153 passengers and crew fell ill with norovirus aboard Princess Cruises' Star Princess during a Caribbean sailing from March 7–14, 2026, confirmed by the CDC's Vessel Sanitation Program.
A Caribbean sailing on Princess Cruises’ Star Princess ended last week with 153 passengers and crew members stricken by norovirus — one of the largest shipboard illness outbreaks reported so far this year. The numbers were confirmed by the CDC’s Vessel Sanitation Program (VSP) on Thursday, March 13, as first reported by CBS News.
The voyage ran from March 7 to March 14, departing Fort Lauderdale on a Caribbean itinerary that included stops in Honduras, Belize, and the Mexican Riviera. Of the 5,868 people aboard — 4,307 passengers and 1,561 crew — 104 passengers and 49 crew members reported falling ill with diarrhea and vomiting, the hallmark symptoms of a norovirus infection.
What the CDC Reported
According to the VSP’s outbreak log, Princess Cruises notified the program on March 11, about four days into the voyage, after the illness count crossed the threshold that triggers mandatory reporting.
The response from the ship was immediate and by the book: Princess Cruises activated its outbreak prevention and response plan, ramping up cleaning and disinfection throughout the vessel, isolating sick passengers and crew in their cabins, and collecting stool samples from ill individuals for laboratory testing. The CDC dispatched a field response team to conduct an environmental assessment and independent investigation once the ship returned to port.
The Scale of the Outbreak
To put the numbers in perspective: 153 sick out of nearly 5,900 people works out to roughly 2.6 percent of the total population aboard. While that may sound relatively small, it was enough to trigger CDC notification requirements, which kick in when a certain percentage of passengers reports illness.
The Star Princess is one of Princess Cruises’ newest vessels, having debuted in 2024 — the same ship that was christened with actor Matthew McConaughey and a splash of Casamigos tequila. The fact that even a modern, recently launched ship is not immune to norovirus is a useful reminder that the virus is extraordinarily contagious regardless of a ship’s age or newness of its systems.
What Cruisers Should Understand About Norovirus at Sea
Norovirus is not a cruise ship problem — it’s a human density problem.
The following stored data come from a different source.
#![allow(dead_code)]

use anyhow::{anyhow, Result};
use async_trait::async_trait;
use std::collections::{HashMap, HashSet};
use std::sync::atomic::{AtomicU64, Ordering};
use std::sync::{Arc, Mutex};
use std::time::Duration;
use tokio::sync::mpsc;

use jobflow_automation::actor::PageContext;
use jobflow_automation::bridge::{Bridge, BridgeSender, ContextId, Inbox, Message};
use jobflow_automation::config::{Config, SubmissionMode};
use jobflow_automation::infrastructure::{ElementInfo, MutationSubscription, PageDriver};
use jobflow_automation::models::{
    CandidateProfile, JobDescriptor, JobId, JobStatus, ProgressEvent, RunSummary,
};
use jobflow_automation::orchestrator::{Controller, RunnerSettings};
use jobflow_automation::services::{LocalStore, RemoteStatusSink, StatusReporter};
use jobflow_automation::workflow::ApplyFlow;

pub const FORM: &str = r#"form[data-testid="application-form"]"#;
pub const SUBMIT: &str = r#"button[type="submit"]"#;

#[derive(Default)]
struct State {
    url: Option<String>,
    dom: HashMap<String, ElementInfo>,
    filled: Vec<(String, String)>,
    uploads: Vec<(String, String)>,
    clicks: Vec<String>,
    navigations: Vec<String>,
    failing: HashSet<String>,
    armed: bool,
    submitted: bool,
}

#[derive(Default)]
struct Inner {
    fixtures: Mutex<HashMap<String, Vec<(String, ElementInfo)>>>,
    state: Mutex<State>,
    observers: Mutex<HashMap<u64, mpsc::UnboundedSender<()>>>,
    next_observer: AtomicU64,
    navigate_delay: Mutex<Duration>,
}

/// 内存页面：按 URL 加载预设的 DOM，记录所有写入
#[derive(Clone, Default)]
pub struct MemoryPage {
    inner: Arc<Inner>,
}

impl MemoryPage {
    pub fn new() -> Self {
        Self::default()
    }

    /// 为某个 URL 预设 DOM
    pub fn with_fixture(self, url: &str, elements: Vec<(&str, ElementInfo)>) -> Self {
        let elements = elements
            .into_iter()
            .map(|(selector, el)| (selector.to_string(), el))
            .collect();
        self.inner
            .fixtures
            .lock()
            .unwrap()
            .insert(url.to_string(), elements);
        self
    }

    pub fn with_navigate_delay(self, delay: Duration) -> Self {
        *self.inner.navigate_delay.lock().unwrap() = delay;
        self
    }

    /// 直接修改当前 DOM
    pub fn insert(&self, selector: &str, element: ElementInfo) {
        self.inner
            .state
            .lock()
            .unwrap()
            .dom
            .insert(selector.to_string(), element);
        self.notify_observers();
    }

    /// 一段时间后插入元素，模拟异步渲染
    pub fn insert_later(&self, selector: &str, element: ElementInfo, delay: Duration) {
        let page = self.clone();
        let selector = selector.to_string();
        tokio::spawn(async move {
            tokio::time::sleep(delay).await;
            page.insert(&selector, element);
        });
    }

    /// 写入某个选择器时报错
    pub fn fail_on(&self, selector: &str) {
        self.inner
            .state
            .lock()
            .unwrap()
            .failing
            .insert(selector.to_string());
    }

    /// 模拟用户在页面上点了提交
    pub fn user_submits(&self) {
        let mut state = self.inner.state.lock().unwrap();
        if state.armed {
            state.submitted = true;
        }
    }

    pub fn filled(&self) -> Vec<(String, String)> {
        self.inner.state.lock().unwrap().filled.clone()
    }

    pub fn filled_value(&self, selector: &str) -> Option<String> {
        self.filled()
            .into_iter()
            .rev()
            .find(|(s, _)| s == selector)
            .map(|(_, v)| v)
    }

    pub fn uploads(&self) -> Vec<(String, String)> {
        self.inner.state.lock().unwrap().uploads.clone()
    }

    pub fn clicks(&self) -> Vec<String> {
        self.inner.state.lock().unwrap().clicks.clone()
    }

    pub fn navigations(&self) -> Vec<String> {
        self.inner.state.lock().unwrap().navigations.clone()
    }

    pub fn is_armed(&self) -> bool {
        self.inner.state.lock().unwrap().armed
    }

    /// 当前未释放的 DOM 变更订阅数
    pub fn active_observers(&self) -> usize {
        self.inner.observers.lock().unwrap().len()
    }

    fn notify_observers(&self) {
        let observers = self.inner.observers.lock().unwrap();
        for tx in observers.values() {
            let _ = tx.send(());
        }
    }
}

#[async_trait]
impl PageDriver for MemoryPage {
    async fn navigate(&self, url: &str) -> Result<()> {
        let delay = *self.inner.navigate_delay.lock().unwrap();
        if !delay.is_zero() {
            tokio::time::sleep(delay).await;
        }
        let dom = self
            .inner
            .fixtures
            .lock()
            .unwrap()
            .get(url)
            .cloned()
            .unwrap_or_default();
        {
            let mut state = self.inner.state.lock().unwrap();
            state.url = Some(url.to_string());
            state.dom = dom.into_iter().collect();
            state.navigations.push(url.to_string());
            state.armed = false;
            state.submitted = false;
        }
        self.notify_observers();
        Ok(())
    }

    async fn current_url(&self) -> Result<Option<String>> {
        Ok(self.inner.state.lock().unwrap().url.clone())
    }

    async fn query(&self, selector: &str) -> Result<Option<ElementInfo>> {
        Ok(self.inner.state.lock().unwrap().dom.get(selector).cloned())
    }

    async fn observe_mutations(&self) -> Result<MutationSubscription> {
        let id = self.inner.next_observer.fetch_add(1, Ordering::SeqCst);
        let (tx, rx) = mpsc::unbounded_channel();
        self.inner.observers.lock().unwrap().insert(id, tx);

        let inner = self.inner.clone();
        Ok(MutationSubscription::new(rx, move || {
            inner.observers.lock().unwrap().remove(&id);
        }))
    }

    async fn fill_value(&self, selector: &str, value: &str) -> Result<()> {
        let mut state = self.inner.state.lock().unwrap();
        if state.failing.contains(selector) {
            return Err(anyhow!("element detached: {}", selector));
        }
        if !state.dom.contains_key(selector) {
            return Err(anyhow!("element not found: {}", selector));
        }
        state.filled.push((selector.to_string(), value.to_string()));
        Ok(())
    }

    async fn upload_file(&self, selector: &str, path: &str) -> Result<()> {
        let mut state = self.inner.state.lock().unwrap();
        if !state.dom.get(selector).is_some_and(|el| el.is_file_input()) {
            return Err(anyhow!("not a file input: {}", selector));
        }
        state.uploads.push((selector.to_string(), path.to_string()));
        Ok(())
    }

    async fn click(&self, selector: &str) -> Result<()> {
        let mut state = self.inner.state.lock().unwrap();
        if !state.dom.contains_key(selector) {
            return Err(anyhow!("element not found: {}", selector));
        }
        state.clicks.push(selector.to_string());
        if selector == SUBMIT {
            state.submitted = true;
        }
        Ok(())
    }

    async fn arm_submit_listener(&self) -> Result<()> {
        let mut state = self.inner.state.lock().unwrap();
        state.armed = true;
        state.submitted = false;
        Ok(())
    }

    async fn submit_observed(&self) -> Result<bool> {
        Ok(self.inner.state.lock().unwrap().submitted)
    }
}

// ========== 预设页面 ==========

pub fn lever_form() -> Vec<(&'static str, ElementInfo)> {
    vec![
        (FORM, ElementInfo::new("form", None)),
        (r#"input[name="firstName"]"#, ElementInfo::input("text")),
        (r#"input[name="lastName"]"#, ElementInfo::input("text")),
        (r#"input[name="email"]"#, ElementInfo::input("email")),
        (r#"input[name="phone"]"#, ElementInfo::input("tel")),
        (r#"textarea[name="coverLetter"]"#, ElementInfo::textarea()),
        (r#"input[name="resume"]"#, ElementInfo::input("file")),
        (SUBMIT, ElementInfo::new("button", None)),
    ]
}

pub fn job(id: &str, title: &str, company: &str, link: &str) -> JobDescriptor {
    JobDescriptor::new(id, title, company, link)
}

/// 所有等待都缩短到毫秒级
pub fn fast_config(mode: SubmissionMode) -> Config {
    Config {
        submission_mode: mode,
        form_timeout_ms: 300,
        field_timeout_ms: 40,
        submit_timeout_ms: 100,
        settle_ms: 5,
        inter_job_delay_ms: 10,
        error_delay_ms: 5,
        pipeline_timeout_ms: Some(5_000),
        poll_interval_ms: 10,
        field_pause_ms: 0,
        ..Config::default()
    }
}

// ========== 远端状态记录 ==========

#[derive(Default)]
pub struct RecordingSink {
    pushes: Mutex<Vec<(String, JobId, JobStatus)>>,
}

impl RecordingSink {
    pub fn pushes(&self) -> Vec<(String, JobId, JobStatus)> {
        self.pushes.lock().unwrap().clone()
    }
}

#[async_trait]
impl RemoteStatusSink for RecordingSink {
    async fn push_status(&self, session_id: &str, job_id: &JobId, status: JobStatus) -> Result<()> {
        self.pushes
            .lock()
            .unwrap()
            .push((session_id.to_string(), job_id.clone(), status));
        Ok(())
    }
}

// ========== 三个上下文装配 ==========

pub struct Harness {
    pub bridge: Bridge,
    pub page: MemoryPage,
    pub controller: Controller,
    pub reporter: StatusReporter,
    pub store: LocalStore,
    pub sink: Arc<RecordingSink>,
    pub ui: BridgeSender,
    pub ui_inbox: Inbox,
}

impl Harness {
    /// 需要在 tokio 运行时里调用
    pub fn new(page: MemoryPage, config: &Config) -> Self {
        let bridge = Bridge::new();
        let driver: Arc<dyn PageDriver> = Arc::new(page.clone());
        let mut context = PageContext::new(driver, bridge.clone(), ApplyFlow::from_config(config));
        context.attach_actor();

        let store = LocalStore::in_memory();
        let sink = Arc::new(RecordingSink::default());
        let remote: Arc<dyn RemoteStatusSink> = sink.clone();
        let reporter = StatusReporter::new(store.clone(), Some(remote));

        let settings = RunnerSettings {
            log_file: None,
            ..RunnerSettings::from_config(config)
        };
        let (controller_sender, controller_inbox) = bridge.attach(ContextId::Controller).split();
        let controller = Controller::new(
            Arc::new(tokio::sync::Mutex::new(context)),
            controller_sender,
            reporter.clone(),
            CandidateProfile::fallback(),
            settings,
        );
        let serving = controller.clone();
        tokio::spawn(async move { serving.serve(controller_inbox).await });

        let (ui, ui_inbox) = bridge.attach(ContextId::Ui).split();

        Self {
            bridge,
            page,
            controller,
            reporter,
            store,
            sink,
            ui,
            ui_inbox,
        }
    }

    /// 下一条发给界面的消息
    pub async fn next_ui_message(&mut self) -> Message {
        tokio::time::timeout(Duration::from_secs(5), self.ui_inbox.recv())
            .await
            .expect("界面在 5 秒内没有收到消息")
            .expect("界面收件箱已关闭")
            .message
    }

    /// 等待会话占用释放（汇总先于释放送达界面）
    pub async fn wait_idle(&self) {
        tokio::time::timeout(Duration::from_secs(5), async {
            while self.controller.is_busy() {
                tokio::time::sleep(Duration::from_millis(5)).await;
            }
        })
        .await
        .expect("会话没有结束");
    }

    /// 收集进度直到运行结束
    pub async fn collect_run(&mut self) -> (Vec<ProgressEvent>, RunSummary) {
        let mut events = Vec::new();
        loop {
            match self.next_ui_message().await {
                Message::Progress { event } => events.push(event),
                Message::AutomationFinished { summary } => return (events, summary),
                other => panic!("界面收到意外消息: {:?}", other),
            }
        }
    }
}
The virus spreads aggressively in any setting where large numbers of people share facilities, eat together, and touch common surfaces. Cruise ships draw attention because the CDC’s VSP tracks and publishes shipboard outbreaks, making the data visible in a way that comparable land-based outbreaks at hotels, resorts, schools, or hospitals simply are not.
The cruise industry is transparent about this in a way most hospitality sectors are not, and that transparency sometimes creates a distorted perception of risk. That said, 153 people spending a week at sea with vomiting and diarrhea is a real, significant disruption to what was supposed to be a vacation — and we don’t want to minimize that.
What Princess Cruises Does After an Outbreak
When a ship returns to port following an outbreak, the response doesn’t stop at disembarkation. Vessels undergo intensive “turnaround” sanitation procedures — bleach-based disinfection of every public surface, deep cleaning of staterooms, and a review of galley protocols. The CDC’s VSP team may also conduct a formal inspection.
The objective is to break the chain of transmission before the next group of passengers boards. Norovirus can survive on hard surfaces for days, which is why the cleaning protocols are as thorough as they are.
Princess Cruises has not publicly commented on whether guests aboard the affected sailing received any compensation or onboard credit. That’s not unusual — cruise lines typically handle such matters directly with affected passengers rather than through public statements.
If You Have an Upcoming Princess Cruise
There is no indication that any ongoing sailings have been affected. The March 7-14 voyage has concluded, the ship has returned to Fort Lauderdale, and the CDC investigation is proceeding as a standard post-outbreak assessment.
For travelers with upcoming Princess Cruises bookings, the standard advice applies: wash your hands frequently and thoroughly, especially before meals and after touching shared surfaces like elevator buttons and handrails. The single most effective defense against norovirus isn’t hand sanitizer — it’s soap and water, which physically removes the virus from your hands rather than simply killing it.
Norovirus outbreaks happen at sea, and they happen on land. The Star Princess incident is not a reason to cancel a cruise, but it is a reason to pack the knowledge that handwashing is the most powerful tool available to any traveler, anywhere.